(Beginning of Records to process)

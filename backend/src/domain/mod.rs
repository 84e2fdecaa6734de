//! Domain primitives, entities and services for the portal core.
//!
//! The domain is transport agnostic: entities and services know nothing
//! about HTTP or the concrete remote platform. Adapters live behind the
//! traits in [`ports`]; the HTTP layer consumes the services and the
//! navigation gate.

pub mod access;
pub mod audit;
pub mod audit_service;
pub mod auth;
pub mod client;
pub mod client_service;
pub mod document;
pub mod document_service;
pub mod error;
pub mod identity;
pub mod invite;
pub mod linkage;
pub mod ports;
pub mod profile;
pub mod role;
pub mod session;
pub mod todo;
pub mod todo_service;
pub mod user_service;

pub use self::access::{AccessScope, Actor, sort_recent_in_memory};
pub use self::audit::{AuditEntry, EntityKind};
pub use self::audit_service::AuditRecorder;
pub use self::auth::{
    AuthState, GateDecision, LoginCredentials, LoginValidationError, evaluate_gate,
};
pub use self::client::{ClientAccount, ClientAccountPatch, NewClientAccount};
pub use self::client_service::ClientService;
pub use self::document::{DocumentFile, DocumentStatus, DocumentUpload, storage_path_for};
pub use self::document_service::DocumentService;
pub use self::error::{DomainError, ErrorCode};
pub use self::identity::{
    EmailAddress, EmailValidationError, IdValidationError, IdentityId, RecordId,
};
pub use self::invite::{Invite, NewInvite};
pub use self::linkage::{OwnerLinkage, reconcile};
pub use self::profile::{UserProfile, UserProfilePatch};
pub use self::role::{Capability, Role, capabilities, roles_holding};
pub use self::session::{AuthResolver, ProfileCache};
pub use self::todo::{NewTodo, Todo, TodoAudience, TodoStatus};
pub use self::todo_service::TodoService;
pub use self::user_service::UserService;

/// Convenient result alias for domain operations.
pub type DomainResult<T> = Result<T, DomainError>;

(End of Records to process)
(Beginning of Records to process)

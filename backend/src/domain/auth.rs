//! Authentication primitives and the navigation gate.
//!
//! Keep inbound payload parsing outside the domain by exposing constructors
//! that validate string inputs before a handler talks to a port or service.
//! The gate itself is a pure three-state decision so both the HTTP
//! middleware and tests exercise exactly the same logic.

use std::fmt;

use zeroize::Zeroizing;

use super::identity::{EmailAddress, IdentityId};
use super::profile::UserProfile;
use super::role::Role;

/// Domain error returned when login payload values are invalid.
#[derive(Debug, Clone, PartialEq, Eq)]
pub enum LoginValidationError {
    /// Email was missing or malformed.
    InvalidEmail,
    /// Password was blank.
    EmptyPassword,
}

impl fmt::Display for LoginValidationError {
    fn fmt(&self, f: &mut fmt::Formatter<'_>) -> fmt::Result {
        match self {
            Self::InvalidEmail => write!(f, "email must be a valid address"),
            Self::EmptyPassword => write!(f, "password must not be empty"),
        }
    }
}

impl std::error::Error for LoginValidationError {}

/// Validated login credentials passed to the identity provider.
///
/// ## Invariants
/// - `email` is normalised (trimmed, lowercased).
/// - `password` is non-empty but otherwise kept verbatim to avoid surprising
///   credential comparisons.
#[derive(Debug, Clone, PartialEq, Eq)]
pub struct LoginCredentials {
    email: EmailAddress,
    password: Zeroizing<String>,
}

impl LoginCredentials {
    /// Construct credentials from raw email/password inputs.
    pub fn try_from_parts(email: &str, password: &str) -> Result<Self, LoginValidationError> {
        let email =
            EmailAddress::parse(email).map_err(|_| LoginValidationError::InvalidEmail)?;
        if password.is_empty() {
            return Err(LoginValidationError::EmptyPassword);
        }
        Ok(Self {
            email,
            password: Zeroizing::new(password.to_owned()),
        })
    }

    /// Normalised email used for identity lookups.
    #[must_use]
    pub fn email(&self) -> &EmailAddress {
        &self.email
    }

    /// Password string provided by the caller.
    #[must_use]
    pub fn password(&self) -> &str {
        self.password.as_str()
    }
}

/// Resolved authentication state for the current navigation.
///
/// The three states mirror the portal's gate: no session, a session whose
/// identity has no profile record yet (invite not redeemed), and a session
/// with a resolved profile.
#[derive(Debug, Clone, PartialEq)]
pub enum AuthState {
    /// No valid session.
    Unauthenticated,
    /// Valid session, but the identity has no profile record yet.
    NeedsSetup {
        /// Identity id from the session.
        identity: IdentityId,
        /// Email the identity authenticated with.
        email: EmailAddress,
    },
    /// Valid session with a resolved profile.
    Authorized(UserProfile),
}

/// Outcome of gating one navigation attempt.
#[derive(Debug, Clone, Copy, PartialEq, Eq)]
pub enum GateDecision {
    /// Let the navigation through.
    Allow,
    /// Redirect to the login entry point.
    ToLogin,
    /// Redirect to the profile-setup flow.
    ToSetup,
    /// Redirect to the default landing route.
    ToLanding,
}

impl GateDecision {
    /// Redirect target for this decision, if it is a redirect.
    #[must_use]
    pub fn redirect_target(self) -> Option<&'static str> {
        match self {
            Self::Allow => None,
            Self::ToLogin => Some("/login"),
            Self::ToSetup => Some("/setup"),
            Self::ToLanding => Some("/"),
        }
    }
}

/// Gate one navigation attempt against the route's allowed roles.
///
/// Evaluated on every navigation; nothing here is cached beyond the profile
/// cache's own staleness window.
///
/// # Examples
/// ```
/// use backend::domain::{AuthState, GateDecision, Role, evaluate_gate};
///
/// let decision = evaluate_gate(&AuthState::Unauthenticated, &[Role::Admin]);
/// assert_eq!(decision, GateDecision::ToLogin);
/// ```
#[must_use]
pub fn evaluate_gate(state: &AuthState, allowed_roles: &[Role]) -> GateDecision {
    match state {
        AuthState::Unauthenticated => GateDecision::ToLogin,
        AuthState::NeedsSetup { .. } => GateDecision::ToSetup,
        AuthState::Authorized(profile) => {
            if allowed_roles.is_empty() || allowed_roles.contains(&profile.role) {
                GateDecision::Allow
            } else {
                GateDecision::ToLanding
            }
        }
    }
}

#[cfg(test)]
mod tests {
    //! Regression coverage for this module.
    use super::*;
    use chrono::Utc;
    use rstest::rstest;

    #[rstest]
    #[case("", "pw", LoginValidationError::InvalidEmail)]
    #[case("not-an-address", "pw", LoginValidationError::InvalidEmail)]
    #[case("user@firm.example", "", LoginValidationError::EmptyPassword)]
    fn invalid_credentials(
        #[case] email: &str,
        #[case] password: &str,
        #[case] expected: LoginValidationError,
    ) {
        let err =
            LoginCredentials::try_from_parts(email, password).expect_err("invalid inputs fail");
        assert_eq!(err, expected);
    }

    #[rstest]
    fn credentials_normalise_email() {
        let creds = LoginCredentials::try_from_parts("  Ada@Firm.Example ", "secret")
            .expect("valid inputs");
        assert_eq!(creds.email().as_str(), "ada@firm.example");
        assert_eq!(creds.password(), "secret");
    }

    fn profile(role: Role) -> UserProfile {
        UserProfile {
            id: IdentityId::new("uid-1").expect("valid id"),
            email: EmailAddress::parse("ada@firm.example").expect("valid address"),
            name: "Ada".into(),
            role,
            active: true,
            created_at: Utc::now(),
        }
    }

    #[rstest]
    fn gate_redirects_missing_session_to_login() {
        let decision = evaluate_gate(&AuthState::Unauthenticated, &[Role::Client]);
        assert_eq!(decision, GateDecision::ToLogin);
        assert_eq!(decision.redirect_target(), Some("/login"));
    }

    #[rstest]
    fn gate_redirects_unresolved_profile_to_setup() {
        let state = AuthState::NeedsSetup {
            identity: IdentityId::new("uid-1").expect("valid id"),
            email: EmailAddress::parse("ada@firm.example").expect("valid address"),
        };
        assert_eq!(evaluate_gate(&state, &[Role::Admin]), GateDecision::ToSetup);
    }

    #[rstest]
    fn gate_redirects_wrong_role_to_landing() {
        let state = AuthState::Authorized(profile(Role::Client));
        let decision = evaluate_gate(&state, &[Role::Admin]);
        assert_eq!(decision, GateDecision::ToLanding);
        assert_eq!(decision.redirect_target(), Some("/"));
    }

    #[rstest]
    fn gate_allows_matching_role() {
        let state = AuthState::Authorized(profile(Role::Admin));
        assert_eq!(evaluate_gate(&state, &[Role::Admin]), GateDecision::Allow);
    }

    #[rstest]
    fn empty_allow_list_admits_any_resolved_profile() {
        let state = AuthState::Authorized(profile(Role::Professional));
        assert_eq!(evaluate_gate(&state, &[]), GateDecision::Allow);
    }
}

(End of Records to process)
(Beginning of Records to process)

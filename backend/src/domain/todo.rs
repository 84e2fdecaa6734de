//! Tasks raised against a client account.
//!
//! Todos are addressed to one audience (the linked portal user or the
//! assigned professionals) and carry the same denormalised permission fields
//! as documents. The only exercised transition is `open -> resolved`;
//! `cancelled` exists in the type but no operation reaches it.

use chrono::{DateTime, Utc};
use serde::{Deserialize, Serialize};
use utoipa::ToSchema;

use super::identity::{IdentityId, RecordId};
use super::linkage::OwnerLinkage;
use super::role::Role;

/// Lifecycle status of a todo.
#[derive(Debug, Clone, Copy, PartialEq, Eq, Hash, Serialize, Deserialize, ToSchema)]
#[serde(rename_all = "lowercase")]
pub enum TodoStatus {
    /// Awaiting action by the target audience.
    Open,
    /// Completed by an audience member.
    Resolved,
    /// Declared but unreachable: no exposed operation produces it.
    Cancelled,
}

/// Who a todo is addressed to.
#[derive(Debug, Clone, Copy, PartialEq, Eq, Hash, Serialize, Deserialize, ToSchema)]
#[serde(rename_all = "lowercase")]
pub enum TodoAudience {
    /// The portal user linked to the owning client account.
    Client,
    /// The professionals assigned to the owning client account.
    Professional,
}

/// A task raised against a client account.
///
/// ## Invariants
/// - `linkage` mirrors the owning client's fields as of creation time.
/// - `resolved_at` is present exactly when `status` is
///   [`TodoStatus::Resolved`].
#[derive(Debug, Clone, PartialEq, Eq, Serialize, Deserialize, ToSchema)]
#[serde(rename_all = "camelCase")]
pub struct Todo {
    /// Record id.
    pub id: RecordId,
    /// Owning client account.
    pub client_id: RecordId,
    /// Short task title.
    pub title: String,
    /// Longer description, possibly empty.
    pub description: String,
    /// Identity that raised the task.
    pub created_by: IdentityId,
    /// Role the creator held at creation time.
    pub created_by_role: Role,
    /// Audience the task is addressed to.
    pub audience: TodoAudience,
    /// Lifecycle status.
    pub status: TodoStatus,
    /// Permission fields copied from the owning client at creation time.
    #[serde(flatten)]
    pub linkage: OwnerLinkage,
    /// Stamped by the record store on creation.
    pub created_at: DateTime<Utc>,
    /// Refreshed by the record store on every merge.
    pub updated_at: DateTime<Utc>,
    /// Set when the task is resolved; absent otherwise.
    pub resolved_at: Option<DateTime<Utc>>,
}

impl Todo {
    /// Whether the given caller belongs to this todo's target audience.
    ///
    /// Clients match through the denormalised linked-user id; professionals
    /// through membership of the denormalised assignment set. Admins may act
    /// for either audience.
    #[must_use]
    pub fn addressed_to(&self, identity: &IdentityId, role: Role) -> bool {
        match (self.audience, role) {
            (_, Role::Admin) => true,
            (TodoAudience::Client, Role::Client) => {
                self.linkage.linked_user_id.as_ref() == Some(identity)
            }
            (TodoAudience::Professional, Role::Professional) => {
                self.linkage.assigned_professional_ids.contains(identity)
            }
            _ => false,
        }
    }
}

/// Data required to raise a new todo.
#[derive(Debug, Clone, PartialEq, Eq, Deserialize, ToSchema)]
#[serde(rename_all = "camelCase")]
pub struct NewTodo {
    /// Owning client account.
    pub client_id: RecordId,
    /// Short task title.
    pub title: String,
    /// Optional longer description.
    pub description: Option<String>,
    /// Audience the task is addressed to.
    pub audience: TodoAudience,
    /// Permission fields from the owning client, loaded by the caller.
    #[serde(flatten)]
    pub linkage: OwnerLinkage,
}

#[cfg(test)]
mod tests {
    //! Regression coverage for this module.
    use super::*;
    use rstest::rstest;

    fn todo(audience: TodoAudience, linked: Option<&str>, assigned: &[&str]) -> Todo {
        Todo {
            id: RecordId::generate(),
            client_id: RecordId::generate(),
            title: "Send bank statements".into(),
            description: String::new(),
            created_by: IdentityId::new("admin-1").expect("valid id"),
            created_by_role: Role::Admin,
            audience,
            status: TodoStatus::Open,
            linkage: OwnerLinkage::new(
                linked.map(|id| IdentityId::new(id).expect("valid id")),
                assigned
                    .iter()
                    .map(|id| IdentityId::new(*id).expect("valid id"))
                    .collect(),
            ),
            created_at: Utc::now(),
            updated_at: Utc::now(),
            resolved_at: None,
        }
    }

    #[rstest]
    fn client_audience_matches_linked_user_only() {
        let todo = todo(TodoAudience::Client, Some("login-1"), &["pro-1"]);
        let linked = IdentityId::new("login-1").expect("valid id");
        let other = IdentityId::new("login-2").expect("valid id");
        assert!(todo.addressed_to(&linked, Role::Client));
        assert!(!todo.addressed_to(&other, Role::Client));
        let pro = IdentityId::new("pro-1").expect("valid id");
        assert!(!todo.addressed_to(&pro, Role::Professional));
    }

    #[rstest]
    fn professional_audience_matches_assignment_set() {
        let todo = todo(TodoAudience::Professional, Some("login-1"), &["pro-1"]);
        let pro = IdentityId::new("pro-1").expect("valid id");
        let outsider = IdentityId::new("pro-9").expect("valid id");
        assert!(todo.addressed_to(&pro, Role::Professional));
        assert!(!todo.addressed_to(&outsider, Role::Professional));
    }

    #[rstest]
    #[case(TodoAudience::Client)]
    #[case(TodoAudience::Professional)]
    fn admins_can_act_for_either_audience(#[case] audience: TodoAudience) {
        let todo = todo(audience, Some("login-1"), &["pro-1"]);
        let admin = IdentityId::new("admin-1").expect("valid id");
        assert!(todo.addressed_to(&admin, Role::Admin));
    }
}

(End of Records to process)

Instructions for the task ▸ Look through the data above and return exactly the lines from the one that contains "pub mod error;" to the one that contains "pub use self::audit_service::AuditRecorder;", inclusive, with nothing else.

Task response ▸
pub mod error;
pub mod identity;
pub mod invite;
pub mod linkage;
pub mod ports;
pub mod profile;
pub mod role;
pub mod session;
pub mod todo;
pub mod todo_service;
pub mod user_service;

pub use self::access::{AccessScope, Actor, sort_recent_in_memory};
pub use self::audit::{AuditEntry, EntityKind};
pub use self::audit_service::AuditRecorder;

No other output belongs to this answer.